Action item: For every line in the records below that holds "NoVictim", make a copy.

Stored items:

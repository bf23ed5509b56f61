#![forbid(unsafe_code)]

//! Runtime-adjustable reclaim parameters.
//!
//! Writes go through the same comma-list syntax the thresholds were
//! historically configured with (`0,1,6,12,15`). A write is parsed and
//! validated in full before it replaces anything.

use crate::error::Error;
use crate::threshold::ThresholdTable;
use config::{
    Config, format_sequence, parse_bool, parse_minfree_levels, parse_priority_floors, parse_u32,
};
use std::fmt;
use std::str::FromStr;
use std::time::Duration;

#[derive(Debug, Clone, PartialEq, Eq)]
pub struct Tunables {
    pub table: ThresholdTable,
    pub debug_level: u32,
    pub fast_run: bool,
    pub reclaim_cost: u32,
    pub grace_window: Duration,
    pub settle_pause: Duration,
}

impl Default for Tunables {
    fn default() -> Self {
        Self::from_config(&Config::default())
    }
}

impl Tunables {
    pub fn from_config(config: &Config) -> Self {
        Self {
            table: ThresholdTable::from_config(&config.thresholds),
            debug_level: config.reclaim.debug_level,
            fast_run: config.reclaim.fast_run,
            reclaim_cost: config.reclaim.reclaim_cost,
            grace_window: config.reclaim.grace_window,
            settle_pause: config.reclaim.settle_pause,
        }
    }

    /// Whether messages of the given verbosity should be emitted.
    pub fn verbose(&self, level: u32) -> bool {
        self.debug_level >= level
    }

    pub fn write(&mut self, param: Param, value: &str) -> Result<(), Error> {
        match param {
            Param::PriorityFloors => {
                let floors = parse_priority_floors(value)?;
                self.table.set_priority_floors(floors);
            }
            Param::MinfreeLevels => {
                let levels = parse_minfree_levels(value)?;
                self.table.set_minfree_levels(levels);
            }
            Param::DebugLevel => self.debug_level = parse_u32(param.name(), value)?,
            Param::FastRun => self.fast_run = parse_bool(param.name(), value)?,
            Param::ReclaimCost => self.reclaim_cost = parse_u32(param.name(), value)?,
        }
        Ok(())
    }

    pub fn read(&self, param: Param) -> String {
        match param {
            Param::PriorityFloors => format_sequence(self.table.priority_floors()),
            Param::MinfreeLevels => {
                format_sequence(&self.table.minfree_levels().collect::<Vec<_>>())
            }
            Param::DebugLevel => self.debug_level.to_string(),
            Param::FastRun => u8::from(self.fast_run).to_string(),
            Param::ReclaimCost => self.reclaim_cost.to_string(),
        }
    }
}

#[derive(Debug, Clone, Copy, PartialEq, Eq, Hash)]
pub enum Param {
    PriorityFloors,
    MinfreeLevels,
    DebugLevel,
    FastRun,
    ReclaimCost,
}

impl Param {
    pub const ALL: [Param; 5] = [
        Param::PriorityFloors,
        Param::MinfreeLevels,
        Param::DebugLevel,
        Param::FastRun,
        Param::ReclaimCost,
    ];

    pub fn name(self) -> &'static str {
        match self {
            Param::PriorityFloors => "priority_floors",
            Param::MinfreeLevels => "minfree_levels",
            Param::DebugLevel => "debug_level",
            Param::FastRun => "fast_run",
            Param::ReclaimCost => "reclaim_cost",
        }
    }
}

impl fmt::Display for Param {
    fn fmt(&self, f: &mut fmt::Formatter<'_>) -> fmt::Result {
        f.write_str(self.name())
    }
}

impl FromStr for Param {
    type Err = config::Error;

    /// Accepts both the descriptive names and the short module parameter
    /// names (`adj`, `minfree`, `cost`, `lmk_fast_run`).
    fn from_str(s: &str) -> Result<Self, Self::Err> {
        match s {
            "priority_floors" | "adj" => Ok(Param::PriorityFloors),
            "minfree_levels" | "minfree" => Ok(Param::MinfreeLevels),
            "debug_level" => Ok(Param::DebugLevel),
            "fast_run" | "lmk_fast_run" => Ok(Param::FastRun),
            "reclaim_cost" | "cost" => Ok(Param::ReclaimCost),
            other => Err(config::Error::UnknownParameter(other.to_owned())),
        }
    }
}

==

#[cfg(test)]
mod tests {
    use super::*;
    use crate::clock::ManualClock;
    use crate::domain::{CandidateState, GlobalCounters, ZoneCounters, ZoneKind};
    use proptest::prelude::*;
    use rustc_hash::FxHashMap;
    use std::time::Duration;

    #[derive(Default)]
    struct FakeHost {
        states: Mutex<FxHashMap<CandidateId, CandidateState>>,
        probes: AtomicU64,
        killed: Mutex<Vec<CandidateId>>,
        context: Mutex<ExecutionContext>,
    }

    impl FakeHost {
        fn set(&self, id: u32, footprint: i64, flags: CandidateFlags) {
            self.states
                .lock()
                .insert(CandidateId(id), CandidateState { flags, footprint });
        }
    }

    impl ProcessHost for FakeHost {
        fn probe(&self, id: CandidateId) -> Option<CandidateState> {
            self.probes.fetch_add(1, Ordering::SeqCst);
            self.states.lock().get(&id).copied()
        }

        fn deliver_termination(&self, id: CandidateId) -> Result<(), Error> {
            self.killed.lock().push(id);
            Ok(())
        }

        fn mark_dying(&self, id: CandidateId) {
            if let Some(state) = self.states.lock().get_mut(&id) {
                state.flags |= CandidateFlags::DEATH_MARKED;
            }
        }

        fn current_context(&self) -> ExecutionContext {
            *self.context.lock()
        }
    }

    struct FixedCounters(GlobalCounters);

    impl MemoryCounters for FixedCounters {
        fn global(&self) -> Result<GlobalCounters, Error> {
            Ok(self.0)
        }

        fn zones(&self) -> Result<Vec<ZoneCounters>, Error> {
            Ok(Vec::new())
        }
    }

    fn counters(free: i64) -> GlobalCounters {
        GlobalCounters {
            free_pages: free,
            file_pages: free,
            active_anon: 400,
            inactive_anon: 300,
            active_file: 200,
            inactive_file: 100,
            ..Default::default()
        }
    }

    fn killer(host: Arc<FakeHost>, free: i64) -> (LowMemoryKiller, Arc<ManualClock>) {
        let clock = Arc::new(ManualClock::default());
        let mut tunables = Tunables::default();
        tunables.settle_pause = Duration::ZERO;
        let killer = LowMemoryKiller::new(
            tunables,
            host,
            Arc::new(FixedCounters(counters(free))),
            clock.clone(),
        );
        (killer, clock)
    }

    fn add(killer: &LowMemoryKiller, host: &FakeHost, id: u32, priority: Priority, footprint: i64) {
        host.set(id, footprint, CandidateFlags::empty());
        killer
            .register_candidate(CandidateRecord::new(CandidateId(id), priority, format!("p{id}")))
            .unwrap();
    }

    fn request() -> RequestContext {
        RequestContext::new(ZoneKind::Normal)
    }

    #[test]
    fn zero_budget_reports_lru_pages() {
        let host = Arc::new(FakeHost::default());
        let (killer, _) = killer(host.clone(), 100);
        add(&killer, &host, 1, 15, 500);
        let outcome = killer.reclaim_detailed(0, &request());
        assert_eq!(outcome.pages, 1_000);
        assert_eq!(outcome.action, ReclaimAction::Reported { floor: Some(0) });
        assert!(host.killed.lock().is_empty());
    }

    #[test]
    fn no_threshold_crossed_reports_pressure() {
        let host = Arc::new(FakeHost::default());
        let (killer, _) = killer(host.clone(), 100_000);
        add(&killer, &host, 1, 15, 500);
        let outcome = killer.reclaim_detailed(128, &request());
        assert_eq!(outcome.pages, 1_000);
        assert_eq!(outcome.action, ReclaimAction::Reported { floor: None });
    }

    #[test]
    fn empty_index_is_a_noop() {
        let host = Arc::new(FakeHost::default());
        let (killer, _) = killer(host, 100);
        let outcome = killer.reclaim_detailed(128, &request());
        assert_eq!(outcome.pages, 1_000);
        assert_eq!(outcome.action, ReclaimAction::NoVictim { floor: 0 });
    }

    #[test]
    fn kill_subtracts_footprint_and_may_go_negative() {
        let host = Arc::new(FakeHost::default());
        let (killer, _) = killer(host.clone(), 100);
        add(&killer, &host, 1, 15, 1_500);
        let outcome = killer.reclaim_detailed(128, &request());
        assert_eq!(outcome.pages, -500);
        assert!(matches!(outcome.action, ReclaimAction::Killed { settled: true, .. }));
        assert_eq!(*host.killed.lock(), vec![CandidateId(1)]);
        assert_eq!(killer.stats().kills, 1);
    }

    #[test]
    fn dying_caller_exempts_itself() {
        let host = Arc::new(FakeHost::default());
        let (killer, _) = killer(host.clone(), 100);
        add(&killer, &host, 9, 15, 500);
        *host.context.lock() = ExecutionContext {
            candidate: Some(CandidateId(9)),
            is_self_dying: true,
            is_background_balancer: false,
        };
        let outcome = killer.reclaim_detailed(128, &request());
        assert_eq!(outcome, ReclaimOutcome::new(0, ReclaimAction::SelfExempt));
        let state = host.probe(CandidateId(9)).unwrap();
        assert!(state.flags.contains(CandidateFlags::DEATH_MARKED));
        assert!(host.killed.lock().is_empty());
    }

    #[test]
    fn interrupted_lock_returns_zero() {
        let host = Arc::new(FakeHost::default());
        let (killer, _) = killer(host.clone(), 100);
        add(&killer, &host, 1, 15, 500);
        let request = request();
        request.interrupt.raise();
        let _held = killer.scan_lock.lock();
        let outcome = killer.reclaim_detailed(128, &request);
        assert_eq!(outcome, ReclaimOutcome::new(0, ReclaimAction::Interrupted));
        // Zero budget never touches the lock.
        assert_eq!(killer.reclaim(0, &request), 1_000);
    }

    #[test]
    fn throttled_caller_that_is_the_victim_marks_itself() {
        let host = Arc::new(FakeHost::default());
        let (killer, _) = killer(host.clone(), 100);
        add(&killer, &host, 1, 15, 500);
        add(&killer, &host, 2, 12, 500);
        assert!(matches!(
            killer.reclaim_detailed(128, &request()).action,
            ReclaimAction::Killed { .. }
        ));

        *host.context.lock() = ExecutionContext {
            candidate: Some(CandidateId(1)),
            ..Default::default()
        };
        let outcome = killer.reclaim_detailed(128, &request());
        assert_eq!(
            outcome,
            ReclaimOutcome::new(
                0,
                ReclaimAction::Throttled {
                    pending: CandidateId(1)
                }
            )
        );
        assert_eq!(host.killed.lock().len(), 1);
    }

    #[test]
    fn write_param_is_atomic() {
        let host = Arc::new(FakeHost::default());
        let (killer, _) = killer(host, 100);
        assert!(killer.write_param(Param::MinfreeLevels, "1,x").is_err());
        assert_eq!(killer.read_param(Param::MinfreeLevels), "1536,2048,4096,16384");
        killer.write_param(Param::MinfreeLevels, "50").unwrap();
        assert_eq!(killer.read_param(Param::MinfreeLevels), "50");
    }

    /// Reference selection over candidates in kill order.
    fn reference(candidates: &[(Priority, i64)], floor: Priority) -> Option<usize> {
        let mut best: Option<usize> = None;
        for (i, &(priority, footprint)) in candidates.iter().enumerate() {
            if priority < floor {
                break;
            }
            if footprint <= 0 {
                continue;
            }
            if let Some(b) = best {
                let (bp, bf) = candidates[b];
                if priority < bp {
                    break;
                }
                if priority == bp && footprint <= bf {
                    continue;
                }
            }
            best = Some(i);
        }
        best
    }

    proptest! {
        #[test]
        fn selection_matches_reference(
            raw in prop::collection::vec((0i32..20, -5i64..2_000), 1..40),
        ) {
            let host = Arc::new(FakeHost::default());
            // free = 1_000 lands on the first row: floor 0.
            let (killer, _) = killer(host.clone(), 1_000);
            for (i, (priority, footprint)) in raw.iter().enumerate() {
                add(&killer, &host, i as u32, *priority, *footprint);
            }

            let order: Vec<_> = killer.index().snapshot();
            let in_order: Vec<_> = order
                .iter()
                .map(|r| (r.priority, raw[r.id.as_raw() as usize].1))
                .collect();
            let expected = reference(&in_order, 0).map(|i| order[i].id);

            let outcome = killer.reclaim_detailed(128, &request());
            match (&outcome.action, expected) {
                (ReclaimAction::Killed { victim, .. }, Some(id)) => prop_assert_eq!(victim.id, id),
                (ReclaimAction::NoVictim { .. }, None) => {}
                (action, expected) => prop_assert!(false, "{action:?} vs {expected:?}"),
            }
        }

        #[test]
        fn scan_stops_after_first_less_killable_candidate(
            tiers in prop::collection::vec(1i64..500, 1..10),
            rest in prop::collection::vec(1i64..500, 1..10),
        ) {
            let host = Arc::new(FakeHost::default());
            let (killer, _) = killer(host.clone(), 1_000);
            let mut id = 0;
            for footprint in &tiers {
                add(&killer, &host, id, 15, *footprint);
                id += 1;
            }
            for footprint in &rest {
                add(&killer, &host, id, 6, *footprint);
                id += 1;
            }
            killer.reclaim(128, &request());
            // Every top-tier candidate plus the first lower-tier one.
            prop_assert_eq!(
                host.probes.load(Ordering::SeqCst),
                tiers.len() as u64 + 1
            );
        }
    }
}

---

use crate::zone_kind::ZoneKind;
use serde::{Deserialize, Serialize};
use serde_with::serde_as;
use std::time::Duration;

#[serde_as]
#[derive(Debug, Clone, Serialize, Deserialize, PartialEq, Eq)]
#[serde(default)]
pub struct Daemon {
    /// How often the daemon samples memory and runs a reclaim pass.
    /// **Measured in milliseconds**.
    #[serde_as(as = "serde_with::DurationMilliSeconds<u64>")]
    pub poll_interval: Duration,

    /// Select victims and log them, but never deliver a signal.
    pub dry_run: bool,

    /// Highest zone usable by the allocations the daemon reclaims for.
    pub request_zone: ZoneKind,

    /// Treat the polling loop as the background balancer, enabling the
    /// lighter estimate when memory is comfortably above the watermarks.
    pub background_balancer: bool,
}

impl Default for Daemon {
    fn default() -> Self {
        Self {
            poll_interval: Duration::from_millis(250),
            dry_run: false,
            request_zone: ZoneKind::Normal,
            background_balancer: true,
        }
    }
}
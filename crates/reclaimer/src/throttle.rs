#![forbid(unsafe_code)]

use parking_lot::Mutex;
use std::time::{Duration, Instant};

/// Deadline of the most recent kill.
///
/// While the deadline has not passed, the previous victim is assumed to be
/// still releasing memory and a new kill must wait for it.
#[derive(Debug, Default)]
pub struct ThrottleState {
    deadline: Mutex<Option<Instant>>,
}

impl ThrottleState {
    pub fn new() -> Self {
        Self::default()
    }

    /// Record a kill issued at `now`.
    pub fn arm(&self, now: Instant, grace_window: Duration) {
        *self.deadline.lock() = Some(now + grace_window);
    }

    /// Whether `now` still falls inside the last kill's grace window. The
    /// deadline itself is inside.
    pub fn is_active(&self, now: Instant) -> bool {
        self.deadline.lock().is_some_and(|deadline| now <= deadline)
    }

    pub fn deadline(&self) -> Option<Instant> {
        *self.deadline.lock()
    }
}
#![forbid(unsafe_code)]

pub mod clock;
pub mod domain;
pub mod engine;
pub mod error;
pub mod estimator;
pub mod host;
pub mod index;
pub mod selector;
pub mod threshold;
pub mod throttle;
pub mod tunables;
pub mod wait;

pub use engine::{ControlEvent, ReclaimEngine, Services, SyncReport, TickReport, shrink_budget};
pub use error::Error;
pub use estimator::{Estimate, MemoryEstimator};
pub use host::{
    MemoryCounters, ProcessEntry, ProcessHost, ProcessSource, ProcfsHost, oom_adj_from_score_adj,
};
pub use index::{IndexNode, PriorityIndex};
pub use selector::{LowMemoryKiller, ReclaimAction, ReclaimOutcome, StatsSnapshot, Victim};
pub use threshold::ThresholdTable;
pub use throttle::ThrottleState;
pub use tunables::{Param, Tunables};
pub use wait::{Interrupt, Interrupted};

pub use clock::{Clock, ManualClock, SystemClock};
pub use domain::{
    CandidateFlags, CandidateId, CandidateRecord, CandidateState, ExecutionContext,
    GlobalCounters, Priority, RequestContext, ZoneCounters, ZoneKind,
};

Answer to the problem:
        assert_eq!(outcome.action, ReclaimAction::NoVictim { floor: 0 });
                (ReclaimAction::NoVictim { .. }, None) => {}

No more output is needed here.